A
primera hora de la mañana la niebla cubría por entero la playa, pero eso no me impedía
hacer mi fresco paseo matutino, siempre envuelto en aquella blanca y densa
capa. Aunque sin compañía humana sí que iba acompañada por los susurros del mar
que con sus plateadas olas rompía el silencio matinal y por el estridente canto
de las gaviotas, que con sus aleteos seguían su rutina diaria, solo para sobrevivir.
Tan
solo hacía dos semanas que me había instalado en la casa de la playa pero
parecía que llevara toda una vida. Como no había mucho que hacer y me aburría paseaba
entre la niebla, esperando que al levantarse y desaparecer, un exótico paisaje se
presentara ante mí.
Aquella
mañana el sonido del mar me hipnotizo más de lo normal y camine hasta que la
niebla desapareció. Evidentemente el paisaje seguía siendo el mismo, a excepción
de una cueva o paso bajo los acantilados que hasta entonces mis ojos no percibieron.

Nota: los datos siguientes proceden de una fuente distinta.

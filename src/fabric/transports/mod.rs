pub mod inmem;

use std::fmt;
use std::time::Duration;

use tokio::sync::mpsc;

#[derive(Debug, Clone, PartialEq, Eq)]
pub enum TransportError {
    ConnectionClosed,
    UnknownAddress(String),
    AlreadyBound(String),
    Io(String),
}

impl fmt::Display for TransportError {
    fn fmt(&self, f: &mut fmt::Formatter<'_>) -> fmt::Result {
        match self {
            TransportError::ConnectionClosed => write!(f, "connection closed"),
            TransportError::UnknownAddress(a) => write!(f, "unknown address: {a}"),
            TransportError::AlreadyBound(a) => write!(f, "address already bound: {a}"),
            TransportError::Io(e) => write!(f, "io: {e}"),
        }
    }
}

impl std::error::Error for TransportError {}

/*──────── direct messaging (RPC substrate) ──────────*/

/// Point-to-point mailboxes plus broadcast groups.
///
/// RPC servers `bind` a logical address and fanout servers additionally
/// `join` a group; fanout clients `broadcast` one frame to every member.
#[async_trait::async_trait]
pub trait MessageTransport: Send + Sync {
    async fn bind(&self, address: &str) -> Result<mpsc::Receiver<Vec<u8>>, TransportError>;
    async fn send(&self, address: &str, frame: Vec<u8>) -> Result<(), TransportError>;
    async fn join(&self, group: &str, address: &str) -> Result<(), TransportError>;
    /// Returns how many members the frame was handed to.
    async fn broadcast(&self, group: &str, frame: Vec<u8>) -> Result<usize, TransportError>;
    /// Resolves once the underlying connection is lost.
    async fn closed(&self);
}

/*──────── ordered log (pub/sub substrate) ──────────*/

/// Segmented append-only log per topic, with a shared list of subscriber
/// offsets so publishers can find the lagger without talking to subscribers.
#[async_trait::async_trait]
pub trait LogTransport: Send + Sync {
    async fn append(&self, topic: &str, segment: u64, frame: Vec<u8>) -> Result<(), TransportError>;
    /// Frames of `segment` starting at index `from`.
    async fn read(&self, topic: &str, segment: u64, from: u64)
    -> Result<Vec<Vec<u8>>, TransportError>;
    async fn segments(&self, topic: &str) -> Result<Vec<u64>, TransportError>;
    async fn delete_segment(&self, topic: &str, segment: u64) -> Result<(), TransportError>;
    /// Forgets `topic` entirely: segments and subscriber offsets.
    async fn drop_topic(&self, topic: &str) -> Result<(), TransportError>;

    /// Adds a subscriber at offset 0 and returns its slot.
    async fn register_subscriber(&self, topic: &str) -> Result<usize, TransportError>;
    async fn set_subscriber_offset(
        &self,
        topic: &str,
        slot: usize,
        offset: u64,
    ) -> Result<(), TransportError>;
    async fn subscriber_offsets(&self, topic: &str) -> Result<Vec<u64>, TransportError>;

    /// Waits for an append on `topic` or for `timeout`, whichever comes first.
    async fn wait_for_append(&self, topic: &str, timeout: Duration);
}
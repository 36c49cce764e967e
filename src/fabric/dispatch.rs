use std::{collections::BTreeSet, sync::Arc};

use async_trait::async_trait;
use serde_json::Value;
use tracing::warn;

use crate::fabric::FabricError;

/// A component reachable over the fabric.
///
/// `methods` lists every entry point the component implements, fully named
/// (prefix included). Channels only route to the subset they were registered
/// with.
#[async_trait]
pub trait MethodHandler: Send + Sync + 'static {
    fn methods(&self) -> &'static [&'static str];
    async fn call(&self, method: &str, params: Value) -> Result<Value, String>;
}

/// Allow-list bound to a handler, validated at registration.
#[derive(Clone)]
pub struct Dispatch {
    handler: Arc<dyn MethodHandler>,
    prefix: String,
    allowed: BTreeSet<String>,
}

impl Dispatch {
    /// Fails with `UnknownMethod` if an allowed method has no handler entry.
    pub fn new(
        handler: Arc<dyn MethodHandler>,
        allowed: &[&str],
        prefix: &str,
    ) -> Result<Self, FabricError> {
        let entries = handler.methods();
        for m in allowed {
            let full = format!("{prefix}{m}");
            if !entries.contains(&full.as_str()) {
                return Err(FabricError::UnknownMethod(full));
            }
        }
        Ok(Self {
            handler,
            prefix: prefix.to_string(),
            allowed: allowed.iter().map(|m| m.to_string()).collect(),
        })
    }

    pub fn is_allowed(&self, method: &str) -> bool {
        self.allowed.contains(method)
    }

    pub async fn invoke(&self, method: &str, params: Value) -> Result<Value, FabricError> {
        if !self.is_allowed(method) {
            warn!(%method, "dispatch: method not allowed");
            return Err(FabricError::MethodNotAllowed(method.to_string()));
        }
        let full = format!("{}{}", self.prefix, method);
        self.handler
            .call(&full, params)
            .await
            .map_err(FabricError::Remote)
    }
}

Así pues, emocionada por la aventura y la exploración me dirigí hacia allí,
aunque aquella cueva era un túnel oscuro y frio no permití que el miedo me
nublara el pensamiento y decidí cruzarlo, a ver que me deparaba el destino.
A
medida que avanzaba la luz ganaba terreno y ya supuse que saldría al otro lado
de aquella playa. Me acercaba a su final, cuando de repente las mismas paredes
de la cueva aparecían cubiertas de musgo y de hierba verde y fresca, con un
ligero olor a menta. Aquello me extraño un poco pues tan cerca del mar no solía
crecer aquella vegetación. Realmente era un misterio que se convirtió en magia
cuando salí a la luz.
No
era una playa normal, en lugar de arena la hierba se extendía cual la longitud
del mar y los arboles majestuosos se elevaban para saludar al sol que con sus destellos
dorados cubría el rosado y violeta cielo.
El
agua del mar era verde esmeralda y la espuma de las olas brillaba como la
plata. Atónita por lo que mis ojos contemplaban, seguí explorando.
Sobre
la verde hierba, vivían distribuidas por espacios formando mosaicos de alegres
colores: flores, grandes flores de color rojo, azul y ámbar, permitiendo a las
abejas y mariposas jugar y revolotear entre ellas al compas de las dulces notas
musicales que los pájaros cantaban, escondidos entre las copas de los árboles.
Cuando
contemplaba el mar, aquel extraño mar, veía como de vez en cuando algún pez
dorado o de colores salía a la superficie en un ágil salto entre las olas, para
luego volver a sumergirse; y cuando volvía mis ojos hacia aquella desaparecida
arena, no solo las abejas y las mariposas danzaban bajo la hipnótica melodía aviar,
sino que conejos, liebres y otros habitantes de aquella hierba, saltaban y corrían
para buscar su alimento de cada día.
Estaba
tan emocionada que decidí buscar un espacio para mí y tumbarme a observar aquel
rosado y violeta cielo. Mientras lo observaba aparecieron unas nubes plateadas,
que, esperando a que precipitaran no lo hicieron, con lo cual nunca sabré si
eran gotas de agua o pequeños diamantes, lo que ocultaban.
Se
me hizo tarde y decidí regresar pero no sin antes contemplar nuevamente aquel
misterioso y fantástico paraíso. Pensé en volver al día siguiente y regresé por
el túnel hasta la casa de la playa, esperando que la niebla que siempre me
envolvía en mis frescos paseos matutinos, me despertara a un nuevo día.